Filter the material, keeping only lines with the word "TooShort".

Available data:
****************

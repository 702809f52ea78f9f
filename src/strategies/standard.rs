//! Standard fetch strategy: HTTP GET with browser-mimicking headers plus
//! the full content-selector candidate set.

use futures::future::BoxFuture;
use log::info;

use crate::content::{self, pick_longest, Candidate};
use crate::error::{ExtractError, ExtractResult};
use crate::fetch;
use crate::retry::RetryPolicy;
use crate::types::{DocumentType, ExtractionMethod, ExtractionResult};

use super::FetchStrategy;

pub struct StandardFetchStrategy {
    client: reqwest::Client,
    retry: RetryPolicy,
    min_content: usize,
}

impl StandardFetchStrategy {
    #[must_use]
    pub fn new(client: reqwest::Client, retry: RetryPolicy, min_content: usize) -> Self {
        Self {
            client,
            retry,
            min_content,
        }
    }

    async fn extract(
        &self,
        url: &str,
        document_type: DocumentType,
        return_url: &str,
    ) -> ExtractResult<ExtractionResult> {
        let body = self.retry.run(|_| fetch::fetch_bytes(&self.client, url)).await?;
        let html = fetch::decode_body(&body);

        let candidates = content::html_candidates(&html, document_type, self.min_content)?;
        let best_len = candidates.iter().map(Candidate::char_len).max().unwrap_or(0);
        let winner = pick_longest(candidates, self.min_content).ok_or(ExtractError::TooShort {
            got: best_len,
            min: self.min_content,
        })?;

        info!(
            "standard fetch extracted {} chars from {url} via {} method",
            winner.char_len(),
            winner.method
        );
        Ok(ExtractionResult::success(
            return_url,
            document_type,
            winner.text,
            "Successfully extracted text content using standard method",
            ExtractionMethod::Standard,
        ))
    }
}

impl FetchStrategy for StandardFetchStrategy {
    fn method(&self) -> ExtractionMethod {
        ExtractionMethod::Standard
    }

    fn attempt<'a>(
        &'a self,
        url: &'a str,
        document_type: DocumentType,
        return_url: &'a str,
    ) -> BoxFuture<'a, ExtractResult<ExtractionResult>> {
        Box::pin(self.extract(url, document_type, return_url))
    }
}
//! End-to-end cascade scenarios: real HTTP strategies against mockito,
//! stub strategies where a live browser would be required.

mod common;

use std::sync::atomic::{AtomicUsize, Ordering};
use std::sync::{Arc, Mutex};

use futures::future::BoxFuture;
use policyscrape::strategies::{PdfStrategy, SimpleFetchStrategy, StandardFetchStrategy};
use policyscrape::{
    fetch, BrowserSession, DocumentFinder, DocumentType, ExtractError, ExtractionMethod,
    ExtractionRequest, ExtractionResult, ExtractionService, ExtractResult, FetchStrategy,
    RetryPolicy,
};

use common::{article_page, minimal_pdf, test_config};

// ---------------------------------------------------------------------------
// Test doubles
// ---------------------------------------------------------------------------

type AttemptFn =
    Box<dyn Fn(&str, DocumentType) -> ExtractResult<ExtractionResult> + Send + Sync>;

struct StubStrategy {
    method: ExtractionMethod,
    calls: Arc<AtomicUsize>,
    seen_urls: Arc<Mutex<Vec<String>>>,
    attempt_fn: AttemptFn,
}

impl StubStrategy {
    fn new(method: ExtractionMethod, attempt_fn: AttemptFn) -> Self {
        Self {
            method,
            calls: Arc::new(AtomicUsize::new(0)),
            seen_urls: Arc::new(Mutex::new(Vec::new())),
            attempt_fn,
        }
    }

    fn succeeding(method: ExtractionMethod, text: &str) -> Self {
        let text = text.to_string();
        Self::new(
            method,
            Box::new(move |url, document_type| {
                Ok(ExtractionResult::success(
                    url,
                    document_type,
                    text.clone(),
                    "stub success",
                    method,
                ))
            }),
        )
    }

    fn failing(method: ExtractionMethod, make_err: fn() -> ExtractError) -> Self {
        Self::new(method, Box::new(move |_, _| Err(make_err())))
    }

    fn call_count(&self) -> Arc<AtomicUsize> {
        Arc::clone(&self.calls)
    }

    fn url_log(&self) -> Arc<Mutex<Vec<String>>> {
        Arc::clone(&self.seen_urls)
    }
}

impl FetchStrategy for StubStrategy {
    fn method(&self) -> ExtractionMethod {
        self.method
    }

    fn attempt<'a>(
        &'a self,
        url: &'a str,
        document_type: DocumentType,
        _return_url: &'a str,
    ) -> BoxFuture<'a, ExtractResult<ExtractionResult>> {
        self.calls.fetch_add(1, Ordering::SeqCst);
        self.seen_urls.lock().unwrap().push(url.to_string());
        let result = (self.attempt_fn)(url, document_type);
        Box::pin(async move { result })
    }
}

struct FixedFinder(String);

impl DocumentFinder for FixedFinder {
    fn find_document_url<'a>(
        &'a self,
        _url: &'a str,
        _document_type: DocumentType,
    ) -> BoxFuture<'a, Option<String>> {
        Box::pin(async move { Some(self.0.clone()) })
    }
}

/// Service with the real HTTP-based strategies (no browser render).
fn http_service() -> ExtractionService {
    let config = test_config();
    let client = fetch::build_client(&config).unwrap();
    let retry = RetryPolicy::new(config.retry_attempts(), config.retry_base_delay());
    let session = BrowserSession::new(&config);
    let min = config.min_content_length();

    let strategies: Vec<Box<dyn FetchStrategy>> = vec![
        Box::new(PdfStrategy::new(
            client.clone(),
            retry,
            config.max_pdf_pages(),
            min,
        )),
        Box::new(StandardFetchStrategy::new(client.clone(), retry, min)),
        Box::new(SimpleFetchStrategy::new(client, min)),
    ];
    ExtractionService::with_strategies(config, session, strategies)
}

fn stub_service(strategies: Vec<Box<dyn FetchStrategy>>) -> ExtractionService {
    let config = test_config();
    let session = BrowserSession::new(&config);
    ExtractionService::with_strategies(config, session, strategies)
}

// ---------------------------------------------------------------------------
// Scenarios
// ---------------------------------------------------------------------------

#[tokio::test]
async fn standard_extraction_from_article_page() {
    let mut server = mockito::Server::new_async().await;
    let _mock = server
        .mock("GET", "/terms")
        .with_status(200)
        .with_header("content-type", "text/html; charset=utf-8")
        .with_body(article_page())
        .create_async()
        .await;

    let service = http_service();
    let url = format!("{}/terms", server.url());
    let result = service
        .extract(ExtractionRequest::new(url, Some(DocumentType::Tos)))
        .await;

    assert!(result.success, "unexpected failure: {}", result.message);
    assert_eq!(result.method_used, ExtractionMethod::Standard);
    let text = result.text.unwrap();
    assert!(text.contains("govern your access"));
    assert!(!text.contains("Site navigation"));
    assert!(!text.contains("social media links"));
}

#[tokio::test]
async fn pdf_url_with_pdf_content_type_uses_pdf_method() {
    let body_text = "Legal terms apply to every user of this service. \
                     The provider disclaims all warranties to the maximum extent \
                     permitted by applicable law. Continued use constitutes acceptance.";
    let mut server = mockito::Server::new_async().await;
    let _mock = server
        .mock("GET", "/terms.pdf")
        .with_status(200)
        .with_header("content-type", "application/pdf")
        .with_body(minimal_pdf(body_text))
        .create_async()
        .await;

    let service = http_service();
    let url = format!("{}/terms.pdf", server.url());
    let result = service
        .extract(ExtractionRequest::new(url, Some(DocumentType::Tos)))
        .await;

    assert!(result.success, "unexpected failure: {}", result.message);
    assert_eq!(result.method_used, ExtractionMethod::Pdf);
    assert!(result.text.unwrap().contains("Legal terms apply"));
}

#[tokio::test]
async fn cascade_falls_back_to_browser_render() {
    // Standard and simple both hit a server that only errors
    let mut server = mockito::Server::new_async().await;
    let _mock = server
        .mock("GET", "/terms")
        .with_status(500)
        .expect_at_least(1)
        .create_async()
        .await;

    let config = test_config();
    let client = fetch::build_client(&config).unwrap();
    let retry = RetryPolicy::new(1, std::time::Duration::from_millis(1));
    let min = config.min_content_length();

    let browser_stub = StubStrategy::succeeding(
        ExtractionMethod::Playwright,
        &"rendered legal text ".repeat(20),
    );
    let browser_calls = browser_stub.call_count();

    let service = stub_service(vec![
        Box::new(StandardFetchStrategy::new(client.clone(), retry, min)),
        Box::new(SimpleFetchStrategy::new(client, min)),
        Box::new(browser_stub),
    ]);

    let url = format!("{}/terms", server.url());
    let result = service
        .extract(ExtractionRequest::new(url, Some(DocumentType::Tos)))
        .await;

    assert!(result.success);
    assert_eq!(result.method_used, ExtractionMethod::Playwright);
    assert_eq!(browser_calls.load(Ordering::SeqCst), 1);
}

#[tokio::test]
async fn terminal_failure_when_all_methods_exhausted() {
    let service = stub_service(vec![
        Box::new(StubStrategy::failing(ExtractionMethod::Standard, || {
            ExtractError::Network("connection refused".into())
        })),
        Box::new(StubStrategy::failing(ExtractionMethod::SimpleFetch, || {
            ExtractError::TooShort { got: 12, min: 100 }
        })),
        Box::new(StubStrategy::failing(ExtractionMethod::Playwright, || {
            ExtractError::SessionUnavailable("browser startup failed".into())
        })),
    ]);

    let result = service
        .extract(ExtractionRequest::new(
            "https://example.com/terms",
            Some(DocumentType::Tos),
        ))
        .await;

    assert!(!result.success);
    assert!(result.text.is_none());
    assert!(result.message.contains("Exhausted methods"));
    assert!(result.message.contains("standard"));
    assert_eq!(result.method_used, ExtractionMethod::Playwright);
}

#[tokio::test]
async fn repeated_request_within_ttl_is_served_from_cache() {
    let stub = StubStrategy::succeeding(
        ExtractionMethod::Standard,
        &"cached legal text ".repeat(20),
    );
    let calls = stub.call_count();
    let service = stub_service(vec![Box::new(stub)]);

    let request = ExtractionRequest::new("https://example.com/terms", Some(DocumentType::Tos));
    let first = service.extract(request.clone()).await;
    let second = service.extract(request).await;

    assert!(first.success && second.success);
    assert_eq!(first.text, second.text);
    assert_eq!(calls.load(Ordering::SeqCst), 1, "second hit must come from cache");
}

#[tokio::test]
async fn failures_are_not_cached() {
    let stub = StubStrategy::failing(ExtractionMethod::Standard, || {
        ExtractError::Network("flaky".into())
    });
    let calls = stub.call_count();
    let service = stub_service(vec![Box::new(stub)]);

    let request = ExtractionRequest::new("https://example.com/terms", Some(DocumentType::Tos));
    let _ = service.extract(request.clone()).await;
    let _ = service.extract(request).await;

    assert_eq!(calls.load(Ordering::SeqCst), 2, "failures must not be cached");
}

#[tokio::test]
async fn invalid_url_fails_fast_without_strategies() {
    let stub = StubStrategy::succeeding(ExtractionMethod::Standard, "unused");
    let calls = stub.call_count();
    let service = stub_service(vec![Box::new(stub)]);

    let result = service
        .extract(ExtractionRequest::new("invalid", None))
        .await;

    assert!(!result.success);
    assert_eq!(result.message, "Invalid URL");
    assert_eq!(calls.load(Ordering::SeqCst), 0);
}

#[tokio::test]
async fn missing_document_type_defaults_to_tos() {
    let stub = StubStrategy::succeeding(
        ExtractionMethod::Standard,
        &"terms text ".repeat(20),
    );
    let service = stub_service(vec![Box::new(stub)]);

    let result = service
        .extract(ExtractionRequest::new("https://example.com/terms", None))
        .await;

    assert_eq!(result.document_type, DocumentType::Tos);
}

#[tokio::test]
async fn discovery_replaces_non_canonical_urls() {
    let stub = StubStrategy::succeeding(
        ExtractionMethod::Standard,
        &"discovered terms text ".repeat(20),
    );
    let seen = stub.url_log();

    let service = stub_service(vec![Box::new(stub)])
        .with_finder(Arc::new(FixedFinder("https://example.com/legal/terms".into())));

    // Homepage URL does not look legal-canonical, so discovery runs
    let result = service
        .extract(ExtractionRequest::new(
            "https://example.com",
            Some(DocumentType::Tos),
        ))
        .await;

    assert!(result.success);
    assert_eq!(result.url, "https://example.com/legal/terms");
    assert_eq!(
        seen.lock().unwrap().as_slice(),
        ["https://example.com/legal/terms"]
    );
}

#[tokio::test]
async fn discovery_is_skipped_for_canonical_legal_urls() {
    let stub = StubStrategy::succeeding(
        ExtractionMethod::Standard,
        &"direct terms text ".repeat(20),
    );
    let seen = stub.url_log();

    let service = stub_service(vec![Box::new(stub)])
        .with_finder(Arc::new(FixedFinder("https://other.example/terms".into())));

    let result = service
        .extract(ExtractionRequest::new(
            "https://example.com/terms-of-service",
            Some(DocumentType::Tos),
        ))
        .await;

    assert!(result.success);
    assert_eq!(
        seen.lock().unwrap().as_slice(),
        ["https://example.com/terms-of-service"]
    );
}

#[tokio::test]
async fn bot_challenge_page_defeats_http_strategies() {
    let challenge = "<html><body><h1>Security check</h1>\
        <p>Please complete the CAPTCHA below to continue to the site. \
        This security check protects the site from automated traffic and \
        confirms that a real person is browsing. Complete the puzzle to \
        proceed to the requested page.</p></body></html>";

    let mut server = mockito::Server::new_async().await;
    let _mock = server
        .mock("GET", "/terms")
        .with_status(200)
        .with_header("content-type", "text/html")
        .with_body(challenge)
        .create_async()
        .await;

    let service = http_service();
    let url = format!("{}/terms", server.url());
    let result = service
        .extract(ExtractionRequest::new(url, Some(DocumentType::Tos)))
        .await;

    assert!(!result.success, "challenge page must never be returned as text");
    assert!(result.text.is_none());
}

****************

Solution for this problem:
        let winner = pick_longest(candidates, self.min_content).ok_or(ExtractError::TooShort {
            ExtractError::TooShort { got: 12, min: 100 }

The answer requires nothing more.